The reason: The Medicare law includes a so-called “hold harmless” provision that directly impacts seniors’ Part B premium increases. Under the “hold harmless” provision, seniors’ annual Medicare premium increases are limited to the dollar increase in their Social Security benefit. That dollar amount is determined by the Social Security program’s annual cost-of-living adjustment (COLA).

This is not a glitch in the law, but rather a reasonable accommodation for the very large class of older Americans who are no longer working and living on a fixed income. Half of the persons enrolled in Medicare have annual incomes below 200 percent of the federal poverty level (FPL).

Today, that means an annual income below $23,540 for an individual or $31,860 for a couple.

Why is it Happening?

For 2016, the Social Security COLA is projected to be zero.

This means that the vast majority of seniors protected under the law’s “hold harmless” provision would thus not see any Medicare premium increase over the 2015 level.

Because payment for physicians’ and outpatient services under Medicare Part B will still increase from 2015 to 2016 (the cost of Part B benefits are projected to jump from $277.3 to $294.4 billion over that period), the law provides that the Medicare premiums for all of those not protected under the “hold harmless” provision must increase.

The Medicare Trustees say:

Under current law, Part B premiums for other beneficiaries must be raised substantially to offset premiums forgone due to the hold harmless provision, to prevent asset exhaustion, and to maintain a contingency reserve that accommodates normal financial variation.

In short, the large premium increases—for the entire Part B program—are being absorbed by a minority of Part B enrollees, which is why the increase is so large for those enrollees.

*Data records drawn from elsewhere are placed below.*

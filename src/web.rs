//! Read-only view server
//!
//! Exposes the retained view tree and the dashboard state over HTTP so a
//! browser shell (or a developer with curl) can see exactly what the
//! kiosk is rendering.

use crate::dashboard::DashboardState;
use crate::ui::ViewTree;
use axum::{
    Json, Router,
    extract::State,
    http::StatusCode,
    response::IntoResponse,
    routing::get,
};
use std::net::{IpAddr, SocketAddr};
use std::sync::Arc;
use tokio::sync::Mutex;
use tower_http::{cors::CorsLayer, trace::TraceLayer};

#[derive(Clone)]
pub struct AppState {
    pub view: Arc<Mutex<ViewTree>>,
    pub dashboard: Arc<Mutex<DashboardState>>,
}

pub async fn health() -> impl IntoResponse {
    (StatusCode::OK, "ok")
}

pub async fn view(State(state): State<AppState>) -> impl IntoResponse {
    let view = state.view.lock().await.clone();
    Json(view)
}

pub async fn dashboard_state(State(state): State<AppState>) -> impl IntoResponse {
    let st = state.dashboard.lock().await;
    Json(serde_json::json!({
        "last_update": st.last_update.map(|t| t.to_rfc3339()),
        "theme": st.current_theme,
        "wind_unit": st.wind_unit,
        "station": st.station,
        "station_available": st.station_available(),
        "availability": st.availability,
        "summary": st.summary(),
        "quality": {
            "station": st.station_quality,
            "forecast": st.forecast_quality,
        },
        "status": st.status_text,
        "cycles": {
            "completed": st.completed_cycles,
            "failed": st.failed_cycles,
            "skipped": st.skipped_cycles,
        },
    }))
}

pub fn build_router(state: AppState) -> Router {
    Router::new()
        .route("/api/health", get(health))
        .route("/api/view", get(view))
        .route("/api/state", get(dashboard_state))
        .with_state(state)
        .layer(CorsLayer::permissive())
        .layer(TraceLayer::new_for_http())
}

pub async fn serve(state: AppState, host: &str, port: u16) -> anyhow::Result<()> {
    let router = build_router(state);
    let logger = crate::logging::get_logger("web");

    let addr = match host.parse::<IpAddr>() {
        Ok(ip) => SocketAddr::new(ip, port),
        Err(_) => {
            logger.warn(&format!("Invalid host '{}'; falling back to 127.0.0.1", host));
            ([127, 0, 0, 1], port).into()
        }
    };

    let listener = tokio::net::TcpListener::bind(addr).await?;
    let local_addr = listener.local_addr()?;
    logger.info(&format!(
        "View server listening at http://{}:{}",
        local_addr.ip(),
        local_addr.port()
    ));

    axum::serve(listener, router).await?;
    Ok(())
}
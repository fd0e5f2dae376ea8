//! Section decoding and shape validation.
//!
//! Each response is judged on its own. A malformed section yields a
//! [`KioskError::Shape`] for that section only; the caller keeps rendering
//! the others.

use super::types::{CurrentPayload, DailyEntry, HourlyEntry};
use crate::error::{KioskError, Result};
use serde_json::Value;

pub fn decode_current(value: &Value) -> Result<CurrentPayload> {
    if !value.is_object() {
        return Err(KioskError::shape("current", "expected a JSON object"));
    }
    serde_json::from_value(value.clone()).map_err(|e| KioskError::shape("current", e.to_string()))
}

/// Hourly forecast rows from `{"forecast": [...]}`. The first row must
/// carry a time and a symbol.
pub fn decode_hourly(value: &Value) -> Result<Vec<HourlyEntry>> {
    let rows: Vec<HourlyEntry> = decode_rows("hourly", "forecast", value)?;
    let first = &rows[0];
    if first.local_time.is_none() || first.weather_symbol.is_none() {
        return Err(KioskError::shape(
            "hourly",
            "first entry lacks local_time or weather_symbol",
        ));
    }
    Ok(rows)
}

/// Daily forecast rows from `{"daily_forecast": [...]}`. The first row
/// must carry a symbol and a weekday.
pub fn decode_daily(value: &Value) -> Result<Vec<DailyEntry>> {
    let rows: Vec<DailyEntry> = decode_rows("daily", "daily_forecast", value)?;
    let first = &rows[0];
    if first.weather_symbol.is_none() || first.weekday.is_none() {
        return Err(KioskError::shape(
            "daily",
            "first entry lacks weather_symbol or weekday",
        ));
    }
    Ok(rows)
}

pub fn decode_theme(value: &Value) -> Result<String> {
    match value.get("theme").and_then(Value::as_str).map(str::trim) {
        Some(theme) if !theme.is_empty() => Ok(theme.to_string()),
        _ => Err(KioskError::shape("theme", "missing theme name")),
    }
}

fn decode_rows<T: serde::de::DeserializeOwned>(
    section: &str,
    key: &str,
    value: &Value,
) -> Result<Vec<T>> {
    // A bare array is accepted as well as the wrapped form
    let list = value.get(key).unwrap_or(value);
    let Some(items) = list.as_array() else {
        return Err(KioskError::shape(
            section,
            format!("expected `{}` to be an array", key),
        ));
    };
    if items.is_empty() {
        return Err(KioskError::shape(section, "no entries"));
    }
    serde_json::from_value(list.clone()).map_err(|e| KioskError::shape(section, e.to_string()))
}
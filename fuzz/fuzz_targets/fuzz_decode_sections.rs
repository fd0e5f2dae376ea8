#![no_main]
use libfuzzer_sys::fuzz_target;

fuzz_target!(|data: &[u8]| {
    let Ok(value) = serde_json::from_slice::<serde_json::Value>(data) else {
        return;
    };

    // Shape checks must reject, never panic
    let _ = weather_kiosk::api::decode_current(&value);
    let _ = weather_kiosk::api::decode_hourly(&value);
    let _ = weather_kiosk::api::decode_daily(&value);
    let _ = weather_kiosk::api::decode_theme(&value);
});
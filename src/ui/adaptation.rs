//! Layout degradation.
//!
//! [`decide_adaptations`] is a pure function of station availability and
//! the availability snapshot; [`apply_adaptations`] writes the decision
//! onto a surface. Applying the same decision twice changes nothing.

use super::region::Region;
use super::surface::UiSurface;
use crate::reconcile::{AvailabilitySnapshot, Quantity, Resolver, Source, StationEnablement};
use serde::Serialize;
use std::collections::BTreeMap;

pub const SINGLE_SOURCE_CLASS: &str = "single-source-mode";
pub const FORECAST_ONLY_CLASS: &str = "forecast-only-mode";
pub const DATA_UNAVAILABLE_CLASS: &str = "data-unavailable";

/// Label texts for the forecast temperature
#[derive(Debug, Clone, PartialEq, Eq)]
pub struct Labels {
    /// Shown while the station's actual temperature sits next to it
    pub dual_source: String,
    /// Shown when the forecast temperature stands alone
    pub single_source: String,
}

impl Default for Labels {
    fn default() -> Self {
        Self {
            dual_source: "PROGNOS".to_string(),
            single_source: "TEMPERATUR".to_string(),
        }
    }
}

impl From<&crate::config::UiConfig> for Labels {
    fn from(ui: &crate::config::UiConfig) -> Self {
        Self {
            dual_source: ui.forecast_label.clone(),
            single_source: ui.temperature_label.clone(),
        }
    }
}

/// Everything the layout should look like for one cycle
#[derive(Debug, Clone, PartialEq, Eq, Serialize)]
pub struct Adaptation {
    pub station_available: bool,
    pub visibility: BTreeMap<Region, bool>,
    pub classes: Vec<(Region, &'static str, bool)>,
    pub label_text: String,
}

impl Adaptation {
    pub fn is_visible(&self, region: Region) -> bool {
        self.visibility.get(&region).copied().unwrap_or(true)
    }
}

pub fn decide_adaptations(
    station_available: bool,
    availability: &AvailabilitySnapshot,
    labels: &Labels,
) -> Adaptation {
    let resolver = Resolver::new(availability, StationEnablement::new(station_available));

    let humidity_visible = (station_available && availability.station_humidity)
        || availability.forecast_humidity;

    let mut visibility = BTreeMap::new();
    visibility.insert(Region::ActualTemperatureSection, station_available);
    visibility.insert(Region::AirQualityContainer, station_available);
    visibility.insert(Region::HumiditySection, humidity_visible);

    let single_source = !station_available;
    let mut classes = vec![
        (Region::TemperatureContainer, SINGLE_SOURCE_CLASS, single_source),
        (Region::MainTemperatureSection, SINGLE_SOURCE_CLASS, single_source),
        (Region::DetailsGrid, FORECAST_ONLY_CLASS, single_source),
        (Region::ForecastMainCard, FORECAST_ONLY_CLASS, single_source),
    ];
    for (region, quantity) in [
        (Region::Co2Container, Quantity::Co2),
        (Region::NoiseContainer, Quantity::Noise),
        (Region::PressureTrendContainer, Quantity::PressureTrend),
    ] {
        let unavailable = resolver.source_of(quantity).source == Source::None;
        classes.push((region, DATA_UNAVAILABLE_CLASS, unavailable));
    }

    let label_text = if station_available {
        labels.dual_source.clone()
    } else {
        labels.single_source.clone()
    };

    Adaptation {
        station_available,
        visibility,
        classes,
        label_text,
    }
}

pub fn apply_adaptations<S: UiSurface + ?Sized>(surface: &mut S, adaptation: &Adaptation) {
    for (region, visible) in &adaptation.visibility {
        surface.set_visible(*region, *visible);
    }
    for (region, class, on) in &adaptation.classes {
        surface.set_class(*region, class, *on);
    }
    surface.set_text(Region::TemperatureLabel, &adaptation.label_text);

    // The annotation lives inside the actual-temperature section
    if !adaptation.is_visible(Region::ActualTemperatureSection) {
        detach_wind_annotation(surface);
    }
}

/// Attach the wind readout under the actual temperature.
///
/// The parent's current visibility is re-read from the surface; a hidden
/// or missing parent gets no annotation. Returns whether it was attached.
pub fn attach_wind_annotation<S: UiSurface + ?Sized>(surface: &mut S, text: &str) -> bool {
    if surface.is_visible(Region::ActualTemperatureSection) != Some(true) {
        detach_wind_annotation(surface);
        return false;
    }
    surface.set_text(Region::WindAnnotation, text);
    surface.set_visible(Region::WindAnnotation, true);
    true
}

pub fn detach_wind_annotation<S: UiSurface + ?Sized>(surface: &mut S) {
    surface.set_text(Region::WindAnnotation, "");
    surface.set_visible(Region::WindAnnotation, false);
}

#[cfg(test)]
mod tests {
    use super::*;
    use crate::ui::ViewTree;

    fn full() -> AvailabilitySnapshot {
        AvailabilitySnapshot {
            station_temperature: true,
            station_humidity: true,
            station_pressure: true,
            station_co2: true,
            station_noise: true,
            station_pressure_trend: true,
            forecast_humidity: false,
            forecast_pressure: true,
        }
    }

    #[test]
    fn humidity_hidden_without_any_source() {
        let snap = AvailabilitySnapshot {
            station_humidity: false,
            forecast_humidity: false,
            ..full()
        };
        let a = decide_adaptations(true, &snap, &Labels::default());
        assert!(!a.is_visible(Region::HumiditySection));
        assert!(a.is_visible(Region::ActualTemperatureSection));
    }

    #[test]
    fn station_humidity_ignored_when_disabled() {
        let a = decide_adaptations(false, &full(), &Labels::default());
        assert!(!a.is_visible(Region::HumiditySection));
        assert_eq!(a.label_text, "TEMPERATUR");
    }

    #[test]
    fn trend_fallback_keeps_container_undimmed() {
        let a = decide_adaptations(false, &full(), &Labels::default());
        assert!(a.classes.contains(&(
            Region::PressureTrendContainer,
            DATA_UNAVAILABLE_CLASS,
            false
        )));
        assert!(a.classes.contains(&(Region::Co2Container, DATA_UNAVAILABLE_CLASS, true)));
    }

    #[test]
    fn annotation_skipped_under_hidden_parent() {
        let mut tree = ViewTree::kiosk();
        let a = decide_adaptations(false, &full(), &Labels::default());
        apply_adaptations(&mut tree, &a);
        assert!(!attach_wind_annotation(&mut tree, "Svag vind SV"));
        assert_eq!(tree.text(Region::WindAnnotation), Some(""));

        let a = decide_adaptations(true, &full(), &Labels::default());
        apply_adaptations(&mut tree, &a);
        assert!(attach_wind_annotation(&mut tree, "Svag vind SV"));
        assert_eq!(tree.is_visible(Region::WindAnnotation), Some(true));
    }

    #[test]
    fn missing_parent_means_no_annotation() {
        let mut tree = ViewTree::with_regions([Region::WindAnnotation]);
        assert!(!attach_wind_annotation(&mut tree, "Storm"));
    }
}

The Medicare Trustees say the dramatic increase in next year’s standard monthly Medicare Part B premium is just a one-year phenomenon.

They project that in 2017, the Medicare premium will go back down to $120.70, and then gradually increase in the coming years. It will not surpass the 2016 level until 2023, when the standard monthly Part B premium is estimated to reach $164.50, under their intermediate assumptions.

What’s Next?

If Congress were to try to fix this, it would likely result in another increase in costs to the taxpayers. This is what happened when Congress and President Obama enacted the Medicare Access and CHIP Reauthorization Act of 2015 (MACRA) to repeal the Medicare Sustainable Growth Rate (SGR) that governed Medicare doctors’ payments.

They did not offset the full costs of the bill, and, according to CBO, they added an estimated $141 billion to the nation’s deficits.

But this doesn’t have to be the case. As The Heritage Foundation and others have long suggested, there are real bipartisan options to offset the costs of any Medicare changes.

Moreover, this latest Medicare crisis is a good reminder why Congress should get serious about real Medicare reform.